StormSound : A Golden Age : https://www.youtube.com/watch?v=s78mnzXCJsk&list=PLpzOwWCSckxykrnOf53ZHiKdRa0g3zzw5&index=60
De désagréables démangeaisons commençaient à se propager sur toute ma peau. Mes doigts de pierre ne répondaient plus aux messages nerveux que mon cerveau s'obstinait à lui envoyer. Dren, Eva et moi marchions groupés, tentant de coller nos corps au maximum, à la recherche de chaleur. Je me demandais comment Dren tenait le coup, portant en plus le poids de sa sœur sur ses épaules. Plusieurs fois je lui proposai mon aide, sachant pertinemment que je n'étais pas capable de supporter cette charge, mais il me répondait sans cesse qu'il n'avait pas besoin d'aide. Sa fierté semblait lui donner une énergie inattendue. Maintenant, on avait tous trop froid pour parler, la faiblesse nous gagnait. Cependant, alors que le liquide qui était désormais tout sauf de l'eau nous engloutissait petit à petit, je trouvai en moi la force d'envoyer un code à Dren.
« Tu sens ces démangeaisons ? »
Sa réponse positive m'alarma. Les démangeaisons n'étaient pas un symptôme naturel du froid, à ma connaissance. Elles étaient dues à autre chose. Nous n'avions plus le choix, il fallait qu'on sorte de ce marais et vite, ou on y resterait.
« Il faut accélérer. » parvins-je à articuler fébrilement.
Travis, entêté, répondis que cela ne nous aiderait en rien. Tant pis pour lui. S'il voulait mourir de froid ou de je ne sais quels effets de cette substance tournant au violet, ce n'est pas moi qui m'y opposerais. Je sentis quelque chose me frôler la jambe. J'aperçus avec effroi une ombre se faufiler entre nos mollets. Peu importe ce que c'était, je ne voulais pas le savoir. Il fallait qu'on s'en éloigne au plus vite.

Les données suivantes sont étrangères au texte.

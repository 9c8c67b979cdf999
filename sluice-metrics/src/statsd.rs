use sluice_statsd::{CounterMetric, GaugeMetric, HistogramMetric, TimerMetric};

/// Counter metrics for the buffering engine.
pub enum MetricCounters {
    /// Incremented for every metric appended to a namespace queue.
    ///
    /// This includes metrics that replaced an older metric.
    RecordInserted,

    /// Incremented every time the registry is over capacity and a new metric evicts the oldest
    /// metric of its namespace.
    RecordReplaced,

    /// Incremented every time the registry is over capacity and a new metric is dropped because
    /// its namespace has nothing to evict.
    RecordDropped,

    /// Incremented for every batch accepted by the remote service.
    BatchSent,

    /// Incremented for every batch put back into its queue after a transient failure.
    BatchRequeued,

    /// Incremented for every batch dropped after a permanent failure.
    BatchFailed,

    /// Incremented when a namespace is seen for the first time.
    PublisherCreated,
}

impl CounterMetric for MetricCounters {
    fn name(&self) -> &'static str {
        match *self {
            Self::RecordInserted => "metrics.records.inserted",
            Self::RecordReplaced => "metrics.records.replaced",
            Self::RecordDropped => "metrics.records.dropped",
            Self::BatchSent => "metrics.batches.sent",
            Self::BatchRequeued => "metrics.batches.requeued",
            Self::BatchFailed => "metrics.batches.failed",
            Self::PublisherCreated => "metrics.publishers.created",
        }
    }
}

/// Gauge metrics for the buffering engine.
pub enum MetricGauges {
    /// The number of metrics buffered in a namespace after a flush.
    ///
    /// Tagged by namespace.
    Buffered,
}

impl GaugeMetric for MetricGauges {
    fn name(&self) -> &'static str {
        match *self {
            Self::Buffered => "metrics.buffered",
        }
    }
}

/// Histogram metrics for the buffering engine.
pub enum MetricHistograms {
    /// The number of metrics in each batch handed to the remote service.
    BatchSize,
}

impl HistogramMetric for MetricHistograms {
    fn name(&self) -> &'static str {
        match *self {
            Self::BatchSize => "metrics.batches.size",
        }
    }
}

/// Timer metrics for the buffering engine.
pub enum MetricTimers {
    /// Time in milliseconds spent on a single flush, including all remote calls.
    FlushDuration,

    /// Time in milliseconds a single remote call takes.
    ///
    /// Tagged by `result`, one of `success`, `transient` or `permanent`.
    PutMetricData,
}

impl TimerMetric for MetricTimers {
    fn name(&self) -> &'static str {
        match *self {
            Self::FlushDuration => "metrics.flush.duration",
            Self::PutMetricData => "metrics.put_metric_data.duration",
        }
    }
}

« Courrez » les alarmai-je.
Je pris la main de Dren et l'entraînai dans ma course vers, je l'espérais, la sortie. De violents jets d'eau projetés derrière nous me signalèrent que les Rebelles d'I-3 s'étaient finalement décidés à courir. La température de l'eau était soudainement montée, des nuées de vapeur se diffusaient quand le liquide rentrait en contact avec nos corps frigorifiés, mais nous courions, l'adrénaline fusant dans nos veines. Je me sentais revivre. Les cris de douleur d'Eva parvinrent à mes oreilles, me rappelant ma peau brûlée par cette eau corrosive, malgré l'épaisseur de mes vêtements. Je m'empêchai de hurler. Dren me tenait toujours la main, s'y agrippant comme à sa propre vie, et ce contact me permettait de tenir le coup. On courrait aussi vite que nos jambes nous le permettaient, mais ce n'était pas suffisant. Cette chose était littéralement en train de nous engloutir, brûlant nos corps qui malgré tout se débattaient. Soudain je sentis quelque chose glisser dans mon dos et couler au fond de l'eau dans un bruit d'éclaboussement. Sara. Le regard de Dren, mêlant affolement et désespoir, me fendit le cœur. Il commença à plonger ses mains nues dans le liquide qui nous arrivait maintenant à la taille, serrant les dents, puis les ressortis. La vue de ses mains m'horrifia : sa peau à vif virait au noir. Elle semblait carbonisée.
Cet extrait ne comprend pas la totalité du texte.